Marianne Dreams by Catherine Storr

Marianne Dreams by Catherine Storr

Marianne Dreams by Catherine Storr

My rating: 5 of 5 stars


There are some books you know – or at the very least, think that you know – before you get anywhere near to reading them. Bridge to Terabithia is one for me, and Marianne Dreams is – was – another. I thought I knew it, I thought I understood it, I thought I recognised its place within the world and then, at last finding a copy, I read it and realised I understood nothing. (I especially did not understand how any child reading it could ever draw anything again after reading it, but that’s by the by). This spooky, strange, and viciously tense book is a remarkable thing and I rather loved it.

Marianne is bedridden through illness, and she draws. She draws a world into life and enters it through her dreams – finding everything that she’s drawn on the page coming to strange and peculiar life.
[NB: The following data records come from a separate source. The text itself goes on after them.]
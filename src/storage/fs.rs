//! Filesystem blob store
//!
//! Objects live at `{root}/{bucket}/{key}`. Keys are split on `/` into path
//! segments; segments that would escape the bucket directory are rejected.
//! Content type and cache directive are not persisted.

use async_trait::async_trait;
use bytes::Bytes;
use std::path::{Path, PathBuf};
use tracing::debug;

use super::{BlobStore, StoreError};

#[derive(Debug, Clone)]
pub struct FsBlobStore {
    root: PathBuf,
}

impl FsBlobStore {
    pub fn new(root: impl Into<PathBuf>) -> Self {
        Self { root: root.into() }
    }

    pub fn root(&self) -> &Path {
        &self.root
    }

    /// Resolve an object to its path under the root.
    pub fn object_path(&self, bucket: &str, key: &str) -> Result<PathBuf, StoreError> {
        check_segment(bucket, bucket, "bucket")?;
        if key.is_empty() {
            return Err(StoreError::invalid_key(key, "key is empty"));
        }
        if key.starts_with('/') || key.contains('\\') {
            return Err(StoreError::invalid_key(key, "key must be a relative path"));
        }

        let mut path = self.root.join(bucket);
        for segment in key.split('/') {
            check_segment(segment, key, "key")?;
            path.push(segment);
        }
        Ok(path)
    }
}

fn check_segment(segment: &str, whole: &str, what: &str) -> Result<(), StoreError> {
    match segment {
        "" => Err(StoreError::invalid_key(whole, format!("{} has an empty segment", what))),
        "." | ".." => Err(StoreError::invalid_key(
            whole,
            format!("{} may not contain '.' or '..' segments", what),
        )),
        s if s.contains('/') || s.contains('\\') => Err(StoreError::invalid_key(
            whole,
            format!("{} may not contain path separators", what),
        )),
        _ => Ok(()),
    }
}

#[async_trait]
impl BlobStore for FsBlobStore {
    async fn fetch(&self, bucket: &str, key: &str) -> Result<Bytes, StoreError> {
        let path = self.object_path(bucket, key)?;
        match tokio::fs::read(&path).await {
            Ok(data) => Ok(Bytes::from(data)),
            Err(e) if e.kind() == std::io::ErrorKind::NotFound => {
                Err(StoreError::not_found(bucket, key))
            }
            Err(e) => Err(StoreError::Io(format!("{}: {}", path.display(), e))),
        }
    }

    async fn store(
        &self,
        bucket: &str,
        key: &str,
        body: Bytes,
        content_type: &str,
        _cache_control: Option<&str>,
    ) -> Result<(), StoreError> {
        let path = self.object_path(bucket, key)?;
        if let Some(parent) = path.parent() {
            tokio::fs::create_dir_all(parent)
                .await
                .map_err(|e| StoreError::Io(format!("{}: {}", parent.display(), e)))?;
        }

        tokio::fs::write(&path, &body)
            .await
            .map_err(|e| StoreError::Io(format!("{}: {}", path.display(), e)))?;

        debug!(
            path = %path.display(),
            bytes = body.len(),
            content_type = %content_type,
            "Stored object on filesystem"
        );
        Ok(())
    }

    fn backend_name(&self) -> &'static str {
        "filesystem"
    }
}
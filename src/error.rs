// Error types module

use thiserror::Error;

use crate::image_optimizer::ImageError;
use crate::storage::StoreError;
use crate::watermark::WatermarkError;

/// Terminal failure of a single pipeline run
///
/// Every variant means the source image cannot be turned into an artifact.
/// None of them is worth retrying with the same input.
#[derive(Error, Debug, Clone, PartialEq, Eq)]
pub enum ProcessingError {
    /// Input bytes are not a decodable image
    #[error("decode error: {0}")]
    Decode(ImageError),

    /// Output format unsupported or the codec failed
    #[error("encode error: {0}")]
    Encode(ImageError),

    /// Resize or watermark rendering failed
    #[error("transform error: {0}")]
    Transform(String),
}

impl ProcessingError {
    pub fn status(&self) -> u16 {
        422
    }
}

impl From<ImageError> for ProcessingError {
    fn from(err: ImageError) -> Self {
        if err.is_decode() {
            ProcessingError::Decode(err)
        } else if err.is_encode() {
            ProcessingError::Encode(err)
        } else {
            ProcessingError::Transform(err.to_string())
        }
    }
}

impl From<WatermarkError> for ProcessingError {
    fn from(err: WatermarkError) -> Self {
        ProcessingError::Transform(err.to_string())
    }
}

/// Failure of the object-created handler
///
/// Categorizes failures for the response status code:
/// - processing failures (bad image, bad output format) → 422
/// - blob store failures → 502
/// - malformed trigger events → 400
#[derive(Error, Debug)]
pub enum ServiceError {
    #[error("processing failed: {0}")]
    Processing(#[from] ProcessingError),

    #[error("storage failed: {0}")]
    Store(#[from] StoreError),

    #[error("invalid event: {0}")]
    InvalidEvent(String),
}

impl ServiceError {
    pub fn status(&self) -> u16 {
        match self {
            ServiceError::Processing(e) => e.status(),
            ServiceError::Store(_) => 502,
            ServiceError::InvalidEvent(_) => 400,
        }
    }

    /// Short machine-readable category used in responses and logs.
    pub fn kind(&self) -> &'static str {
        match self {
            ServiceError::Processing(_) => "processing_failed",
            ServiceError::Store(_) => "infrastructure_failed",
            ServiceError::InvalidEvent(_) => "invalid_event",
        }
    }
}
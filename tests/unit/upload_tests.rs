// Upload request validation and key issuance

use imagehub::image_optimizer::{OutputFormat, ProcessingParameters};
use imagehub::keys::{KeyCodec, KeyDecode};
use imagehub::upload::UploadRequest;
use rstest::rstest;

fn request(filename: &str, content_type: &str) -> UploadRequest {
    UploadRequest {
        filename: Some(filename.to_string()),
        content_type: Some(content_type.to_string()),
        ..UploadRequest::default()
    }
}

#[rstest]
#[case("image/jpeg")]
#[case("image/jpg")]
#[case("image/png")]
#[case("image/webp")]
fn test_accepted_content_types(#[case] content_type: &str) {
    assert!(request("a.jpg", content_type)
        .validate(&ProcessingParameters::default())
        .is_ok());
}

#[rstest]
#[case("image/gif")]
#[case("application/pdf")]
#[case("IMAGE/JPEG")]
fn test_rejected_content_types(#[case] content_type: &str) {
    let errors = request("a.jpg", content_type)
        .validate(&ProcessingParameters::default())
        .unwrap_err();
    assert_eq!(
        errors.0,
        vec!["contentType must be one of: image/jpeg, image/jpg, image/png, image/webp"]
    );
}

#[rstest]
#[case(Some(1), true)]
#[case(Some(4000), true)]
#[case(Some(0), false)]
#[case(Some(-5), false)]
#[case(Some(4001), false)]
#[case(None, true)]
fn test_width_bounds(#[case] width: Option<i64>, #[case] ok: bool) {
    let req = UploadRequest {
        width,
        ..request("a.png", "image/png")
    };
    assert_eq!(req.validate(&ProcessingParameters::default()).is_ok(), ok);
}

#[test]
fn test_defaults_come_from_codec() {
    let codec = KeyCodec::new(ProcessingParameters::new(640, 480, 70, OutputFormat::Png));
    let ticket = request("shot.png", "image/png").issue_at(&codec, 42).unwrap();

    assert_eq!(ticket.key, "uploads/42_640x480_70_png_none_shot.png");
    assert_eq!(ticket.params.format, OutputFormat::Png);
}

// Test: an issued key decodes back to the validated parameters
#[test]
fn test_issued_key_decodes_to_same_parameters() {
    let codec = KeyCodec::default();
    let req = UploadRequest {
        width: Some(1200),
        height: Some(900),
        quality: Some(77),
        format: Some("png".to_string()),
        watermark: Some("© Studio_42 / 2024".to_string()),
        ..request("holiday pic.jpeg", "image/jpeg")
    };
    let ticket = req.issue(&codec).unwrap();

    match codec.decode(&ticket.key) {
        KeyDecode::Parsed(params) => assert_eq!(params, ticket.params),
        other => panic!("expected Parsed, got {:?}", other),
    }
}

#[test]
fn test_ticket_serializes_camel_case() {
    let ticket = request("a.jpg", "image/jpeg").issue_at(&KeyCodec::default(), 1).unwrap();
    let json = serde_json::to_value(&ticket).unwrap();
    assert_eq!(json["key"], "uploads/1_800x600_85_jpeg_none_a.jpg");
    assert_eq!(json["contentType"], "image/jpeg");
    assert_eq!(json["params"]["quality"], 85);
}
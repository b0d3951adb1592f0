//! Typed operations and the immutable chain that sequences them.
//!
//! # Design
//! - `Operation` is a closed sum type; values are only constructed after arity and
//!   range validation, so applying a chain never meets an unknown code.
//! - `Display` renders the normalized form (`code-p1xp2`, comma separated) which is
//!   also the cache signature for a chain.

use std::fmt::{self, Display, Formatter};
use std::ops::RangeInclusive;

/// Two-letter operation codes recognised by the chain grammar.
#[derive(Debug, Clone, Copy, PartialEq, Eq, Hash)]
pub enum OperationCode {
    /// `re`: resize to a width and optional height.
    Resize,
    /// `ro`: rotate by degrees.
    Rotate,
    /// `ex`: extract a rectangle.
    Extract,
    /// `fx`: mirror horizontally.
    Flop,
    /// `fy`: mirror vertically.
    Flip,
}

impl OperationCode {
    /// Every recognised code, in grammar order.
    pub const ALL: [Self; 5] = [
        Self::Resize,
        Self::Rotate,
        Self::Extract,
        Self::Flop,
        Self::Flip,
    ];

    /// Look up a code from its two-letter token.
    #[must_use]
    pub fn from_token(token: &str) -> Option<Self> {
        Self::ALL.into_iter().find(|code| code.as_str() == token)
    }

    /// Render the code as it appears in a chain.
    #[must_use]
    pub const fn as_str(self) -> &'static str {
        match self {
            Self::Resize => "re",
            Self::Rotate => "ro",
            Self::Extract => "ex",
            Self::Flop => "fx",
            Self::Flip => "fy",
        }
    }

    /// Number of parameters the code accepts.
    #[must_use]
    pub const fn arity(self) -> RangeInclusive<usize> {
        match self {
            Self::Resize => 1..=2,
            Self::Rotate | Self::Flop | Self::Flip => 1..=1,
            Self::Extract => 4..=4,
        }
    }
}

/// A single validated image operation.
#[derive(Debug, Clone, Copy, PartialEq, Eq, Hash)]
pub enum Operation {
    /// Resize to `width`, and to `height` when present (otherwise aspect is kept).
    Resize {
        /// Target width in pixels.
        width: u32,
        /// Optional target height in pixels.
        height: Option<u32>,
    },
    /// Rotate clockwise by `degrees`.
    Rotate {
        /// Rotation angle; negative values rotate counter-clockwise.
        degrees: i32,
    },
    /// Crop the rectangle at (`left`, `top`) sized `width` x `height`.
    Extract {
        /// Left offset in pixels.
        left: u32,
        /// Top offset in pixels.
        top: u32,
        /// Rectangle width in pixels.
        width: u32,
        /// Rectangle height in pixels.
        height: u32,
    },
    /// Horizontal mirror, applied when `enabled`.
    Flop {
        /// Flag parameter (`1` applies, `0` leaves the image untouched).
        enabled: bool,
    },
    /// Vertical mirror, applied when `enabled`.
    Flip {
        /// Flag parameter (`1` applies, `0` leaves the image untouched).
        enabled: bool,
    },
}

impl Operation {
    /// Code this operation was parsed from.
    #[must_use]
    pub const fn code(&self) -> OperationCode {
        match self {
            Self::Resize { .. } => OperationCode::Resize,
            Self::Rotate { .. } => OperationCode::Rotate,
            Self::Extract { .. } => OperationCode::Extract,
            Self::Flop { .. } => OperationCode::Flop,
            Self::Flip { .. } => OperationCode::Flip,
        }
    }

    /// Parameters in chain order.
    #[must_use]
    pub fn params(&self) -> Vec<i64> {
        match *self {
            Self::Resize { width, height } => {
                let mut params = vec![i64::from(width)];
                params.extend(height.map(i64::from));
                params
            }
            Self::Rotate { degrees } => vec![i64::from(degrees)],
            Self::Extract {
                left,
                top,
                width,
                height,
            } => vec![
                i64::from(left),
                i64::from(top),
                i64::from(width),
                i64::from(height),
            ],
            Self::Flop { enabled } | Self::Flip { enabled } => vec![i64::from(enabled)],
        }
    }
}

impl Display for Operation {
    fn fmt(&self, formatter: &mut Formatter<'_>) -> fmt::Result {
        formatter.write_str(self.code().as_str())?;
        formatter.write_str("-")?;
        for (index, param) in self.params().into_iter().enumerate() {
            if index > 0 {
                formatter.write_str("x")?;
            }
            write!(formatter, "{param}")?;
        }
        Ok(())
    }
}

/// Ordered, non-empty sequence of operations applied left to right.
#[derive(Debug, Clone, PartialEq, Eq, Hash)]
pub struct TransformChain {
    operations: Vec<Operation>,
}

impl TransformChain {
    /// Build a chain from already-validated operations.
    ///
    /// Returns `None` when `operations` is empty.
    #[must_use]
    pub fn new(operations: Vec<Operation>) -> Option<Self> {
        if operations.is_empty() {
            None
        } else {
            Some(Self { operations })
        }
    }

    /// Operations in application order.
    #[must_use]
    pub fn operations(&self) -> &[Operation] {
        &self.operations
    }

    /// Number of operations in the chain.
    #[must_use]
    pub fn len(&self) -> usize {
        self.operations.len()
    }

    /// Chains are never empty; provided for API symmetry with `len`.
    #[must_use]
    pub fn is_empty(&self) -> bool {
        self.operations.is_empty()
    }

    /// Normalized signature used when deriving cache keys.
    #[must_use]
    pub fn signature(&self) -> String {
        self.to_string()
    }
}

impl Display for TransformChain {
    fn fmt(&self, formatter: &mut Formatter<'_>) -> fmt::Result {
        for (index, operation) in self.operations.iter().enumerate() {
            if index > 0 {
                formatter.write_str(",")?;
            }
            Display::fmt(operation, formatter)?;
        }
        Ok(())
    }
}

impl<'a> IntoIterator for &'a TransformChain {
    type Item = &'a Operation;
    type IntoIter = std::slice::Iter<'a, Operation>;

    fn into_iter(self) -> Self::IntoIter {
        self.operations.iter()
    }
}
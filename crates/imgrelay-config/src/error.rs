//! Error types for configuration loading and validation.

use std::io;
use std::path::PathBuf;

use thiserror::Error;

/// Primary error type for configuration operations.
#[derive(Debug, Error)]
pub enum ConfigError {
    /// Field contained an invalid value.
    #[error("invalid configuration field")]
    InvalidField {
        /// Field that failed validation.
        field: &'static str,
        /// Machine-readable reason for the failure.
        reason: &'static str,
        /// Offending value when available.
        value: Option<String>,
    },
    /// Whitelist pattern failed to compile.
    #[error("invalid whitelist pattern")]
    InvalidPattern {
        /// Pattern source as configured.
        pattern: String,
        /// Underlying regex error.
        source: regex::Error,
    },
    /// Configuration file could not be read.
    #[error("configuration file unreadable")]
    Io {
        /// Operation identifier.
        operation: &'static str,
        /// Path of the configuration file.
        path: PathBuf,
        /// Source IO error.
        source: io::Error,
    },
    /// Configuration file was not valid JSON for the expected shape.
    #[error("configuration file malformed")]
    Parse {
        /// Path of the configuration file.
        path: PathBuf,
        /// Source JSON error.
        source: serde_json::Error,
    },
}

/// Convenience alias for configuration results.
pub type ConfigResult<T> = Result<T, ConfigError>;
A house. A landscape. A world. A boy at a window, looking back upon her. There are connections here to be teased out; who, what, and why, until suddenly things are almost beyond her control and a brave and bold fight against the forces of darkness must begin.

This is one of those deliciously unclassifiable books that the fifties did so well. Children’s literature was entering a phase of peculiar and radical richness (for more on that, Kimberley Reynolds’ Radical Children’s Literature: Future Visions and Aesthetic Transformations in Juvenile Fiction is a treat) and Marianne Dreams sings of power in every inch. The children are no virtuous angels; they are unhappy and peevish and angry and true, and they learn that even in their isolation, they are not alone. They learn that actions have consequences, that events can spiral out of their control, and that – even when all seems lost- they have an agency and a power that can work against it.

And we, as the reader, learn to never look at a sketch in quite the same way again. The unnerving wildness of this book!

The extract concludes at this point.